Preborn Babies Feel Pain

In the not too distant past, physicians and scientists did not believe that newborn children could feel pain.

Yes, you read that correctly. Thirty years ago, when babies required surgery, the standard of care included a drug administered to the child to temporarily paralyze his tiny body during the operation. Though the child was immobilized, he was not anesthetized from pain.

All of that changed when Dr. Kanwaljeet Anand, as a medical resident, noticed that all of his little patients would return from surgery looking wan and anxious. Their vital signs would be weak, and the NICU team would consequently spend considerable time stabilizing these little patients. Dr. Anand began to reconsider the routines in the operating room.

He eventually learned that babies were feeling so much pain during surgery that the physiological responses threatened their lives. After conducting clinical trials, he was able to demonstrate that when infants underwent surgery with little to no anesthesia, their stress hormones escalated to a dangerous level, causing a myriad of postoperative complications. The stress led to the death of many babies.

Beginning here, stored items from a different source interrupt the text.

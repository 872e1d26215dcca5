//! Posts, reactions, comments, bookmarks, and content search.

use weave_db::queries::{engagement, posts, users};
use weave_types::feed::PostView;
use weave_types::notify::{NotificationEvent, NotificationKind};
use weave_types::social::{Media, ReactionKind};
use weave_types::{CommentId, GroupId, PostId, UserId, MAX_COMMENT_LEN, MAX_POST_LEN};

use crate::{
    achievements, constraint_to_conflict, feed, mentions, notify, validate_len, visibility,
    CoreError, Result, Social,
};

/// A comment with its author's handle.
#[derive(Debug, Clone)]
pub struct CommentView {
    pub comment_id: CommentId,
    pub author_id: UserId,
    pub author_handle: String,
    pub content: String,
    pub created_at: i64,
}

const COMMENT_SNIPPET_CHARS: usize = 50;

fn snippet(text: &str) -> String {
    text.chars().take(COMMENT_SNIPPET_CHARS).collect()
}

impl Social {
    /// Publish a post, optionally into a group the author belongs to.
    ///
    /// Hashtag indexing and the posting-streak achievement check share the
    /// insert's transaction.
    pub fn create_post(
        &mut self,
        author_id: UserId,
        body: &str,
        group_id: Option<GroupId>,
        media: Option<&Media>,
    ) -> Result<PostId> {
        validate_len(body, MAX_POST_LEN, "post body")?;
        if body.trim().is_empty() && media.is_none() {
            return Err(CoreError::Validation("post needs text or media".into()));
        }
        if !users::exists(&self.conn, author_id)? {
            return Err(CoreError::NotFound("author".into()));
        }
        if let Some(group_id) = group_id {
            if weave_db::queries::groups::get(&self.conn, group_id)?.is_none() {
                return Err(CoreError::NotFound("group".into()));
            }
            if !weave_db::queries::groups::is_member(&self.conn, group_id, author_id)? {
                return Err(CoreError::Permission(
                    "only members may post in a group".into(),
                ));
            }
        }

        let tags = mentions::extract_hashtags(body);
        let now = weave_db::now();
        let tx = self.conn.transaction()?;
        let post_id = posts::insert(
            &tx,
            author_id,
            body,
            group_id,
            media.map(|m| m.kind.as_str()),
            media.map(|m| m.reference.as_str()),
            now,
        )?;
        for tag in &tags {
            let tag_id = posts::ensure_hashtag(&tx, tag)?;
            posts::link_hashtag(&tx, post_id, tag_id)?;
        }
        let post_count = posts::count_by_author(&tx, author_id)?;
        achievements::on_post_created(&tx, author_id, post_count);
        tx.commit()?;

        tracing::info!(author_id, post_id, ?group_id, "post created");
        Ok(post_id)
    }

    /// Share someone else's post as a new post of your own.
    pub fn repost(&mut self, user_id: UserId, post_id: PostId) -> Result<PostId> {
        if !visibility::can_access(&self.conn, user_id, post_id)? {
            return Err(CoreError::Permission("post is not visible to you".into()));
        }
        let original = posts::get(&self.conn, post_id)?
            .ok_or_else(|| CoreError::NotFound("post".into()))?;

        let body: String = format!("Repost: {}", original.content)
            .chars()
            .take(MAX_POST_LEN)
            .collect();
        let media = match (original.media_kind, original.media_ref) {
            (Some(kind), Some(reference)) => Some(Media {
                kind: kind
                    .parse()
                    .map_err(|_| CoreError::Validation("unknown media kind".into()))?,
                reference,
            }),
            _ => None,
        };
        self.create_post(user_id, &body, original.group_id, media.as_ref())
    }

    /// React to a post. Re-reacting replaces the previous reaction.
    pub fn react(&mut self, user_id: UserId, post_id: PostId, kind: ReactionKind) -> Result<()> {
        let post = posts::get(&self.conn, post_id)?
            .ok_or_else(|| CoreError::NotFound("post".into()))?;
        if !visibility::can_interact(&self.conn, user_id, post_id)? {
            return Err(CoreError::Permission("post is not visible to you".into()));
        }

        engagement::upsert_reaction(&self.conn, post_id, user_id, kind.as_str(), weave_db::now())?;

        if post.user_id != user_id {
            let reactor = users::get(&self.conn, user_id)?;
            let handle = reactor.map(|u| u.handle).unwrap_or_default();
            notify::route_swallow(
                &self.conn,
                &NotificationEvent {
                    recipient: post.user_id,
                    kind: NotificationKind::Like,
                    content: format!("{handle} reacted to your post"),
                    related_id: Some(post_id),
                },
            );
        }
        Ok(())
    }

    /// Comment on a post, notifying the author and any @mentioned users.
    pub fn comment(&mut self, user_id: UserId, post_id: PostId, text: &str) -> Result<CommentId> {
        validate_len(text, MAX_COMMENT_LEN, "comment")?;
        if text.trim().is_empty() {
            return Err(CoreError::Validation("comment must not be empty".into()));
        }
        let post = posts::get(&self.conn, post_id)?
            .ok_or_else(|| CoreError::NotFound("post".into()))?;
        if !visibility::can_interact(&self.conn, user_id, post_id)? {
            return Err(CoreError::Permission("post is not visible to you".into()));
        }

        let commenter = users::get(&self.conn, user_id)?
            .ok_or_else(|| CoreError::NotFound("commenter".into()))?;
        let comment_id =
            engagement::insert_comment(&self.conn, post_id, user_id, text, weave_db::now())?;

        if post.user_id != user_id {
            notify::route_swallow(
                &self.conn,
                &NotificationEvent {
                    recipient: post.user_id,
                    kind: NotificationKind::Comment,
                    content: format!("{} commented: {}", commenter.handle, snippet(text)),
                    related_id: Some(post_id),
                },
            );
        }
        for handle in mentions::extract_mentions(text) {
            let Some(mentioned) = users::by_handle(&self.conn, &handle)? else {
                continue;
            };
            if mentioned.user_id == user_id {
                continue;
            }
            notify::route_swallow(
                &self.conn,
                &NotificationEvent {
                    recipient: mentioned.user_id,
                    kind: NotificationKind::Mention,
                    content: format!("{} mentioned you in a comment", commenter.handle),
                    related_id: Some(post_id),
                },
            );
        }

        tracing::debug!(user_id, post_id, comment_id, "comment added");
        Ok(comment_id)
    }

    /// Comments on a post the viewer can see, oldest first.
    pub fn comments(&self, viewer_id: UserId, post_id: PostId) -> Result<Vec<CommentView>> {
        if !visibility::can_access(&self.conn, viewer_id, post_id)? {
            return Err(CoreError::Permission("post is not visible to you".into()));
        }
        let rows = engagement::comments_for(&self.conn, post_id)?;
        let mut views = Vec::with_capacity(rows.len());
        for row in rows {
            let handle = users::get(&self.conn, row.user_id)?
                .map(|u| u.handle)
                .unwrap_or_default();
            views.push(CommentView {
                comment_id: row.comment_id,
                author_id: row.user_id,
                author_handle: handle,
                content: row.content,
                created_at: row.comment_date,
            });
        }
        Ok(views)
    }

    /// Save a post for later. Conflict on a duplicate bookmark.
    pub fn bookmark(&mut self, user_id: UserId, post_id: PostId) -> Result<()> {
        if !visibility::can_interact(&self.conn, user_id, post_id)? {
            return Err(CoreError::Permission("post is not visible to you".into()));
        }
        engagement::insert_bookmark(&self.conn, user_id, post_id, weave_db::now())
            .map_err(|e| constraint_to_conflict(e, "already bookmarked"))?;
        Ok(())
    }

    /// Remove a bookmark.
    pub fn unbookmark(&mut self, user_id: UserId, post_id: PostId) -> Result<()> {
        if !engagement::delete_bookmark(&self.conn, user_id, post_id)? {
            return Err(CoreError::NotFound("bookmark".into()));
        }
        Ok(())
    }

    /// The user's saved posts, most recently saved first.
    pub fn bookmarks(&self, user_id: UserId, limit: u32, offset: u32) -> Result<Vec<PostView>> {
        let rows = engagement::bookmarked_posts(&self.conn, user_id, limit, offset)?;
        Ok(rows.into_iter().map(feed::candidate_to_view).collect())
    }

    /// Keyword search over posts visible to the viewer, newest first.
    pub fn search_content(
        &self,
        viewer_id: UserId,
        keyword: &str,
        limit: u32,
    ) -> Result<Vec<PostView>> {
        let rows = posts::search_visible(&self.conn, viewer_id, keyword, limit)?;
        Ok(rows.into_iter().map(feed::candidate_to_view).collect())
    }

    /// Posts carrying a hashtag, newest first. A leading `#` is accepted.
    pub fn search_by_hashtag(&self, tag: &str, limit: u32) -> Result<Vec<PostView>> {
        let tag = tag.trim_start_matches('#').to_lowercase();
        if tag.is_empty() {
            return Err(CoreError::Validation("hashtag must not be empty".into()));
        }
        let rows = posts::by_hashtag(&self.conn, &tag, limit)?;
        Ok(rows.into_iter().map(feed::candidate_to_view).collect())
    }
}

Fortuitously, Dr. Anand also discovered that when anesthesia was administered, the stress hormone levels of the babies were comparatively lower than with no anesthesia, and that these babies were more likely to survive after surgery. Due to this important evidence, neonatal doctors now take all precautions to minimize pain for their newborn patients, and such precautions are now the standard of care for babies who undergo surgery in utero.

In recent decades, babies have been born prematurely at 21, 22, 23 weeks, and they survive. Thirty years ago, survival after such an early birth was unlikely, if ever. With advancements in maternal/fetal medicine and even corrective surgery in utero, anesthesia is now the standard of care for unborn patients. To not do so would be regarded as inhumane.

And yet, abortion advocates challenge the myriad scientific findings on the subject of preborn children feeling pain. Abortion advocates mockingly suggested that if the pain that the baby experiences during abortion is so worrisome then the child should be anesthetized before the torturous dismemberment. These same folks claim that the child is not capable of the emotional response to pain, that he's not learned the behavioral reaction to pain and discomfort so the preborn child feels a sensation but necessarily pain. And yet he winces from the instruments inserted to take his life.

He is emotional or sensitive enough to draw back from instruments that he clearly perceives as foreign to his little habitat, not to mention hostile. So hostile that nine states thus far have enacted measures to ban abortion at twenty weeks, the point at which these states have declared an interest in protecting the lives of these preborn children who can feel pain. (We pray that Texas is the tenth!)

Abortion advocates offer their version of a compromise: "Instead of banning late abortions, mandate anesthesia for these about-to-be-killed babies." In other words, "Kill the child more mercifully, but in no way, limit or restrict or even monitor what happens behind the closed, barred doors of our clinics." The goal must always be to stop the abortion, not make the procedure less painful-for mother or child.

Abortion is not medicine. Abortion is not therapeutic for the mother and certainly not for the child. Abortion can cause decades of pain, heartache and mental anguish. ALL the pain of abortion should be stopped, but not by anesthesia, rather through legal and peaceful outreach, activism, ministry, and most of all through prayerful means.

Elizabeth Graham is the state director of Texas Right to Life.